Quant à la mise en œuvre de cette méthode, les auteurs citent plusieurs ouvrages de références où l’histoire de vie est parfois combinée avec d’autres approches de terrain. Pineau et Jobert (1989) et Pineau et Le Grand (1993) évoquent les travaux de l’École de Chicago qui comprennent des témoignages autobiographiques des immigrants polonais faits au cours des années 1920 et 1930 et publiés par Thomas et Znaniecki. Les auteurs cités évoquent également deux autres livres. Le premier « Les enfants de Sanchez » paru durant les années 1950, révèle à travers la biographie une articulation entre l’évolution des structures sociales et les mouvements historiques. Le deuxième livre, « Tante Suzanne » de Maurice Catani, paru en 1982, est un récit de vie ayant une dimension symbolique prononcée et qui met l’accent sur la transformation du système des valeurs rurales traditionnelles vers celui de l’économie urbaine moderne, tout en montrant certaines caractéristiques par lesquelles l’ancien se transmet dans le présent. Durant les années 1970 Daniel Bertaux développe en France des réflexions sur l’histoire de vie et sur la méthode biographique en mettant ainsi en place l’approche ethnosociologique. Nous ajoutons aussi à ce répertoire le livre de Bourdieu et de ses collaborateurs « La misère du Monde » (1993), qui présente des histoires de vie dans le

but de reconstruire le milieu social et les pratiques spécifiques aux différentes catégories sociales.

4.2.2 Le récit de pratique en situation

Dans notre étude de terrain, nous nous sommes inspirées de l’approche de récit de vie mise en œuvre par Daniel Bertaux. Il s’agit d’une stratégie de connaissance de la réalité sociale purement objectiviste car cette approche n’est pas centrée sur la compréhension des schèmes de représentations ou le système de valeurs d’une personne isolée, mais la démarche vise à étudier un fragment particulier de la réalité socio-historique. Le but est de comprendre comment fonctionne et comment se transforme cette réalité. Pour ce faire, l’étude est orientée vers les configurations des rapports sociaux, des mécanismes, des processus, des logiques d’action qui la caractérisent (Bertaux, 1997). Dans cette perspective, les trajectoires familiales sont vues comme une partie de la réalité socio-historique qui permet de comprendre par les actions et les configurations de rapports sociaux qu’elles sous-tendent, certaines caractéristiques de la dynamique sociale.

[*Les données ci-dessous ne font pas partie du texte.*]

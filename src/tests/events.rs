use serde_json::json;
use uuid::Uuid;

use crate::{
    common::server_error::ServerError,
    live::{
        events::{ClientEvent, ServerEvent},
        handlers::parse_placements,
    },
};

#[test]
fn join_game_frame_parses() {
    let participant_id = Uuid::new_v4();
    let frame = json!({
        "event": "join_game",
        "data": {
            "game_code": "ABC123",
            "nickname": "A",
            "participant_id": participant_id,
        }
    });

    let event: ClientEvent = serde_json::from_value(frame).unwrap();
    match event {
        ClientEvent::JoinGame {
            game_code,
            nickname,
            participant_id: pid,
        } => {
            assert_eq!(game_code, "ABC123");
            assert_eq!(nickname, "A");
            assert_eq!(pid, Some(participant_id));
        }
        other => panic!("parsed into the wrong variant: {:?}", other),
    }
}

#[test]
fn submit_answer_frame_parses_with_string_item_keys() {
    let item_id = Uuid::new_v4();
    let frame = format!(
        r#"{{"event":"submit_answer","data":{{"participant_id":"{}","answers":{{"{}":2}}}}}}"#,
        Uuid::new_v4(),
        item_id
    );

    let event: ClientEvent = serde_json::from_str(&frame).unwrap();
    let ClientEvent::SubmitAnswer { answers, .. } = event else {
        panic!("parsed into the wrong variant");
    };

    let placements = parse_placements(answers).unwrap();
    assert_eq!(placements.get(&item_id), Some(&2));
}

#[test]
fn malformed_item_id_rejects_the_whole_submission() {
    let good = Uuid::new_v4();
    let mut answers = std::collections::HashMap::new();
    answers.insert(good.to_string(), json!(1));
    answers.insert("not-a-uuid".to_string(), json!(2));

    let err = parse_placements(answers).unwrap_err();
    assert!(matches!(err, ServerError::Validation(_)));
}

#[test]
fn non_numeric_position_rejects_the_whole_submission() {
    let mut answers = std::collections::HashMap::new();
    answers.insert(Uuid::new_v4().to_string(), json!("first"));

    let err = parse_placements(answers).unwrap_err();
    assert!(matches!(err, ServerError::Validation(_)));
}

#[test]
fn outbound_events_carry_snake_case_tags() {
    let ended = serde_json::to_value(ServerEvent::GameEnded {}).unwrap();
    assert_eq!(ended["event"], "game_ended");

    let result = serde_json::to_value(ServerEvent::AnswerResult {
        correct_count: 1,
        total_items: 2,
        points_earned: 500,
    })
    .unwrap();
    assert_eq!(result["event"], "answer_result");
    assert_eq!(result["data"]["points_earned"], 500);

    let ready = serde_json::to_value(ServerEvent::ResultsReady {
        leaderboard: vec![],
    })
    .unwrap();
    assert_eq!(ready["event"], "results_ready");
    assert!(ready["data"]["leaderboard"].as_array().unwrap().is_empty());
}

#[test]
fn unknown_event_name_fails_to_parse() {
    let frame = json!({ "event": "reticulate_splines", "data": {} });
    assert!(serde_json::from_value::<ClientEvent>(frame).is_err());
}
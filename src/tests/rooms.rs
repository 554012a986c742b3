use tokio::sync::mpsc::{self, UnboundedReceiver};
use uuid::Uuid;

use crate::live::{
    events::ServerEvent,
    rooms::{ConnectionId, RoomBroadcaster, RoomKey},
};

fn connect(rooms: &RoomBroadcaster) -> (ConnectionId, UnboundedReceiver<ServerEvent>) {
    let connection_id = Uuid::new_v4();
    let (sender, receiver) = mpsc::unbounded_channel();
    rooms.register(connection_id, sender);
    (connection_id, receiver)
}

#[tokio::test]
async fn broadcast_reaches_every_room_member() {
    let rooms = RoomBroadcaster::new();
    let (host, mut host_rx) = connect(&rooms);
    let (player, mut player_rx) = connect(&rooms);

    rooms.join(host, RoomKey::game("ABC123"));
    rooms.join(player, RoomKey::game("ABC123"));

    rooms.broadcast(&RoomKey::game("ABC123"), ServerEvent::GameEnded {});

    assert_eq!(host_rx.try_recv().unwrap(), ServerEvent::GameEnded {});
    assert_eq!(player_rx.try_recv().unwrap(), ServerEvent::GameEnded {});
}

#[tokio::test]
async fn host_room_events_skip_the_game_room() {
    let rooms = RoomBroadcaster::new();
    let (host, mut host_rx) = connect(&rooms);
    let (player, mut player_rx) = connect(&rooms);

    rooms.join(host, RoomKey::host("ABC123"));
    rooms.join(host, RoomKey::game("ABC123"));
    rooms.join(player, RoomKey::game("ABC123"));

    let joined = ServerEvent::ParticipantJoined {
        nickname: "A".into(),
        participant_id: Some(Uuid::new_v4()),
    };
    rooms.broadcast(&RoomKey::host("ABC123"), joined.clone());

    assert_eq!(host_rx.try_recv().unwrap(), joined);
    assert!(player_rx.try_recv().is_err());
}

#[tokio::test]
async fn send_to_targets_a_single_connection() {
    let rooms = RoomBroadcaster::new();
    let (submitter, mut submitter_rx) = connect(&rooms);
    let (other, mut other_rx) = connect(&rooms);

    rooms.join(submitter, RoomKey::game("ABC123"));
    rooms.join(other, RoomKey::game("ABC123"));

    let result = ServerEvent::AnswerResult {
        correct_count: 1,
        total_items: 2,
        points_earned: 500,
    };
    rooms.send_to(&submitter, result.clone());

    assert_eq!(submitter_rx.try_recv().unwrap(), result);
    assert!(other_rx.try_recv().is_err());
}

#[tokio::test]
async fn removed_connections_receive_nothing() {
    let rooms = RoomBroadcaster::new();
    let (gone, mut gone_rx) = connect(&rooms);
    let (stays, mut stays_rx) = connect(&rooms);

    rooms.join(gone, RoomKey::game("ABC123"));
    rooms.join(stays, RoomKey::game("ABC123"));
    rooms.remove(&gone);

    rooms.broadcast(&RoomKey::game("ABC123"), ServerEvent::GameEnded {});

    assert!(gone_rx.try_recv().is_err());
    assert_eq!(stays_rx.try_recv().unwrap(), ServerEvent::GameEnded {});
}

#[tokio::test]
async fn late_joiners_miss_earlier_broadcasts() {
    let rooms = RoomBroadcaster::new();
    let (early, mut early_rx) = connect(&rooms);
    rooms.join(early, RoomKey::game("ABC123"));

    rooms.broadcast(&RoomKey::game("ABC123"), ServerEvent::GameEnded {});

    let (late, mut late_rx) = connect(&rooms);
    rooms.join(late, RoomKey::game("ABC123"));

    assert_eq!(early_rx.try_recv().unwrap(), ServerEvent::GameEnded {});
    // No replay for connections that joined after the fact.
    assert!(late_rx.try_recv().is_err());
}

#[tokio::test]
async fn a_connection_may_sit_in_multiple_rooms() {
    let rooms = RoomBroadcaster::new();
    let (host, mut host_rx) = connect(&rooms);

    rooms.join(host, RoomKey::host("ABC123"));
    rooms.join(host, RoomKey::game("ABC123"));

    rooms.broadcast(&RoomKey::host("ABC123"), ServerEvent::GameEnded {});
    rooms.broadcast(&RoomKey::game("ABC123"), ServerEvent::GameEnded {});

    assert_eq!(host_rx.try_recv().unwrap(), ServerEvent::GameEnded {});
    assert_eq!(host_rx.try_recv().unwrap(), ServerEvent::GameEnded {});
}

Étant donné que nous nous intéressons à une période historique spécifique, nous avons orienté les récits de vie vers la forme de récits de pratiques en situation. Comme le conseille Bertaux (1997), l’étude des pratiques aide à comprendre les contextes sociaux au sein desquels elles se sont inscrites et qu’elles contribuent à reproduire ou à transformer. Le récit de vie permet dans cette optique non seulement de dégager les pratiques et leurs significations, mais favorise également la compréhension des processus, des situations, des interactions, des événements et des actions collectives, réfléchies au niveau des consciences individuelles (Bertaux, 1976). À partir des récits de vie des acteurs, et à travers leur évocation, on peut également comprendre certains événements, considérés comme des repères dans la trajectoire.

Dans notre étude, l’intérêt ne porte pas sur toute la trajectoire d’une vie, mais sur une période précise, un « tronçon » de vie familiale durant les années de transition postcommuniste. Dans cette optique, ce sont des morceaux révélés dans les récits de vie, considérés comme des récits de pratiques dont nous cherchons à reconstruire la logique au moment de la transition

postcommuniste. Ainsi, nous avons demandé à nos répondants de donner la description des expériences vécues dans leur quotidien, car les « situations tissent la trame de petits modes de vie, eux-mêmes définis par les interactions qui s’y produisent » (Javeau, 2003 : 58). En outre les situations sociales n’ont pas d’autre réalité que celle qui leur est conférée, en raison d’une définition commune, par ceux et celles qui y prennent part (Javeau, 2003 : 57).